** DATA SUPPLIED follows **

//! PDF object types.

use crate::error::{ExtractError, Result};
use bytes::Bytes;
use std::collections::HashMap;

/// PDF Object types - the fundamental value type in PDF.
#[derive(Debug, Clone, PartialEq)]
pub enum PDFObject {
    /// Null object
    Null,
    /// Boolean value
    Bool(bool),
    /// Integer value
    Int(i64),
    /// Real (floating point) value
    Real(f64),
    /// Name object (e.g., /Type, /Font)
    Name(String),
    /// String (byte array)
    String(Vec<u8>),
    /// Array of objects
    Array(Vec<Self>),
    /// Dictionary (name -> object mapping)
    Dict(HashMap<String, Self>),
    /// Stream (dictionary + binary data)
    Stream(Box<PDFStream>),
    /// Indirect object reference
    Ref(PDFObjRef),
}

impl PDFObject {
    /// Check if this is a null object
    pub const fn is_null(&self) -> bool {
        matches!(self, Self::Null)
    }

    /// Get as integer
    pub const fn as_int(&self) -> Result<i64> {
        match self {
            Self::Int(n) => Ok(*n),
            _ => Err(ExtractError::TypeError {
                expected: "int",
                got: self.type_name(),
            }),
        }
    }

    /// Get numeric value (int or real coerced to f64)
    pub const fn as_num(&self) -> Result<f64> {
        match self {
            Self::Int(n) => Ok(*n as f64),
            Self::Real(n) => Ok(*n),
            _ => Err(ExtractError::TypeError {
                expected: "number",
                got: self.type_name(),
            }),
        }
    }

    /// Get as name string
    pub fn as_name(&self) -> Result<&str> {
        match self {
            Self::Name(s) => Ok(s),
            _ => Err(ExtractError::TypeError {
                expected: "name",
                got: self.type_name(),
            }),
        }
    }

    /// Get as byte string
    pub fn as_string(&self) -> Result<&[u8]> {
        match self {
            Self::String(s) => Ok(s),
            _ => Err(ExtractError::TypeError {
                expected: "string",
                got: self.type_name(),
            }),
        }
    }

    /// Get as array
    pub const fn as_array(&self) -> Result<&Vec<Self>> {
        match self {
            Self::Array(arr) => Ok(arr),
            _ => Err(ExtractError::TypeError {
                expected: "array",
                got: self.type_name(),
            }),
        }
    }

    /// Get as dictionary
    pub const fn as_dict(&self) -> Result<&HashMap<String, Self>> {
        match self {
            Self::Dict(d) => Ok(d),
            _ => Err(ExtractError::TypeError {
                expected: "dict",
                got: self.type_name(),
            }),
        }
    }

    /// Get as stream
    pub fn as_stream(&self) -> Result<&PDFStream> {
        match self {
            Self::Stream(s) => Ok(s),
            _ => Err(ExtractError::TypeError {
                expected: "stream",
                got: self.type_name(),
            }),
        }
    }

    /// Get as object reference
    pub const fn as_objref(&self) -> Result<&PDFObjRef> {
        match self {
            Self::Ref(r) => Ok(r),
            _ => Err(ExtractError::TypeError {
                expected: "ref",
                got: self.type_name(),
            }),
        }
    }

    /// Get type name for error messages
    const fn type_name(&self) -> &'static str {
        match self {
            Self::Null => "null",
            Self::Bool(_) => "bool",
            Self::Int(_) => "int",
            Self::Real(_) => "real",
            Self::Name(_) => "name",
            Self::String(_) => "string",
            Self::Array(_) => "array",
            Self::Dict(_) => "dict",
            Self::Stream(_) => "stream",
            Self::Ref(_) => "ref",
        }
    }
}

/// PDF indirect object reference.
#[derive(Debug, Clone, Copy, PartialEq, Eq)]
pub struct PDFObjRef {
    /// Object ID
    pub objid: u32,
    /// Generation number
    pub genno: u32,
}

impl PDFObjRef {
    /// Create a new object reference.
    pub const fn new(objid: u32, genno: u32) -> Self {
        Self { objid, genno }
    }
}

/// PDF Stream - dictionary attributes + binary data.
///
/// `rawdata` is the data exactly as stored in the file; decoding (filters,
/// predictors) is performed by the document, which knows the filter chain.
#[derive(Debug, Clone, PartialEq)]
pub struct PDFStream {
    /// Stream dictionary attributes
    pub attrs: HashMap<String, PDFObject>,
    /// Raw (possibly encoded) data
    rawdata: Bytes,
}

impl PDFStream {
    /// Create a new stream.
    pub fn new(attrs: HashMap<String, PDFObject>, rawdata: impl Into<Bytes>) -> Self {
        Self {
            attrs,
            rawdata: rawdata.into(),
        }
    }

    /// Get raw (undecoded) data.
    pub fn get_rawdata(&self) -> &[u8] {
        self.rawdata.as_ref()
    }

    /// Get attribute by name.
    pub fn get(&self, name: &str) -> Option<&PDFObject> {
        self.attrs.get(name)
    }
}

** End of DATA SUPPLIED **

◆ WHAT IS NEEDED ◆
Every record above should be copied exactly.

◆ WRITTEN ANSWER ◆
//! PDF object types.

use crate::error::{ExtractError, Result};
use bytes::Bytes;
use std::collections::HashMap;

/// PDF Object types - the fundamental value type in PDF.
#[derive(Debug, Clone, PartialEq)]
pub enum PDFObject {
    /// Null object
    Null,
    /// Boolean value
    Bool(bool),
    /// Integer value
    Int(i64),
    /// Real (floating point) value
    Real(f64),
    /// Name object (e.g., /Type, /Font)
    Name(String),
    /// String (byte array)
    String(Vec<u8>),
    /// Array of objects
    Array(Vec<Self>),
    /// Dictionary (name -> object mapping)
    Dict(HashMap<String, Self>),
    /// Stream (dictionary + binary data)
    Stream(Box<PDFStream>),
    /// Indirect object reference
    Ref(PDFObjRef),
}

impl PDFObject {
    /// Check if this is a null object
    pub const fn is_null(&self) -> bool {
        matches!(self, Self::Null)
    }

    /// Get as integer
    pub const fn as_int(&self) -> Result<i64> {
        match self {
            Self::Int(n) => Ok(*n),
            _ => Err(ExtractError::TypeError {
                expected: "int",
                got: self.type_name(),
            }),
        }
    }

    /// Get numeric value (int or real coerced to f64)
    pub const fn as_num(&self) -> Result<f64> {
        match self {
            Self::Int(n) => Ok(*n as f64),
            Self::Real(n) => Ok(*n),
            _ => Err(ExtractError::TypeError {
                expected: "number",
                got: self.type_name(),
            }),
        }
    }

    /// Get as name string
    pub fn as_name(&self) -> Result<&str> {
        match self {
            Self::Name(s) => Ok(s),
            _ => Err(ExtractError::TypeError {
                expected: "name",
                got: self.type_name(),
            }),
        }
    }

    /// Get as byte string
    pub fn as_string(&self) -> Result<&[u8]> {
        match self {
            Self::String(s) => Ok(s),
            _ => Err(ExtractError::TypeError {
                expected: "string",
                got: self.type_name(),
            }),
        }
    }

    /// Get as array
    pub const fn as_array(&self) -> Result<&Vec<Self>> {
        match self {
            Self::Array(arr) => Ok(arr),
            _ => Err(ExtractError::TypeError {
                expected: "array",
                got: self.type_name(),
            }),
        }
    }

    /// Get as dictionary
    pub const fn as_dict(&self) -> Result<&HashMap<String, Self>> {
        match self {
            Self::Dict(d) => Ok(d),
            _ => Err(ExtractError::TypeError {
                expected: "dict",
                got: self.type_name(),
            }),
        }
    }

    /// Get as stream
    pub fn as_stream(&self) -> Result<&PDFStream> {
        match self {
            Self::Stream(s) => Ok(s),
            _ => Err(ExtractError::TypeError {
                expected: "stream",
                got: self.type_name(),
            }),
        }
    }

    /// Get as object reference
    pub const fn as_objref(&self) -> Result<&PDFObjRef> {
        match self {
            Self::Ref(r) => Ok(r),
            _ => Err(ExtractError::TypeError {
                expected: "ref",
                got: self.type_name(),
            }),
        }
    }

    /// Get type name for error messages
    const fn type_name(&self) -> &'static str {
        match self {
            Self::Null => "null",
            Self::Bool(_) => "bool",
            Self::Int(_) => "int",
            Self::Real(_) => "real",
            Self::Name(_) => "name",
            Self::String(_) => "string",
            Self::Array(_) => "array",
            Self::Dict(_) => "dict",
            Self::Stream(_) => "stream",
            Self::Ref(_) => "ref",
        }
    }
}

/// PDF indirect object reference.
#[derive(Debug, Clone, Copy, PartialEq, Eq)]
pub struct PDFObjRef {
    /// Object ID
    pub objid: u32,
    /// Generation number
    pub genno: u32,
}

impl PDFObjRef {
    /// Create a new object reference.
    pub const fn new(objid: u32, genno: u32) -> Self {
        Self { objid, genno }
    }
}

/// PDF Stream - dictionary attributes + binary data.
///
/// `rawdata` is the data exactly as stored in the file; decoding (filters,
/// predictors) is performed by the document, which knows the filter chain.
#[derive(Debug, Clone, PartialEq)]
pub struct PDFStream {
    /// Stream dictionary attributes
    pub attrs: HashMap<String, PDFObject>,
    /// Raw (possibly encoded) data
    rawdata: Bytes,
}

impl PDFStream {
    /// Create a new stream.
    pub fn new(attrs: HashMap<String, PDFObject>, rawdata: impl Into<Bytes>) -> Self {
        Self {
            attrs,
            rawdata: rawdata.into(),
        }
    }

    /// Get raw (undecoded) data.
    pub fn get_rawdata(&self) -> &[u8] {
        self.rawdata.as_ref()
    }

    /// Get attribute by name.
    pub fn get(&self, name: &str) -> Option<&PDFObject> {
        self.attrs.get(name)
    }
}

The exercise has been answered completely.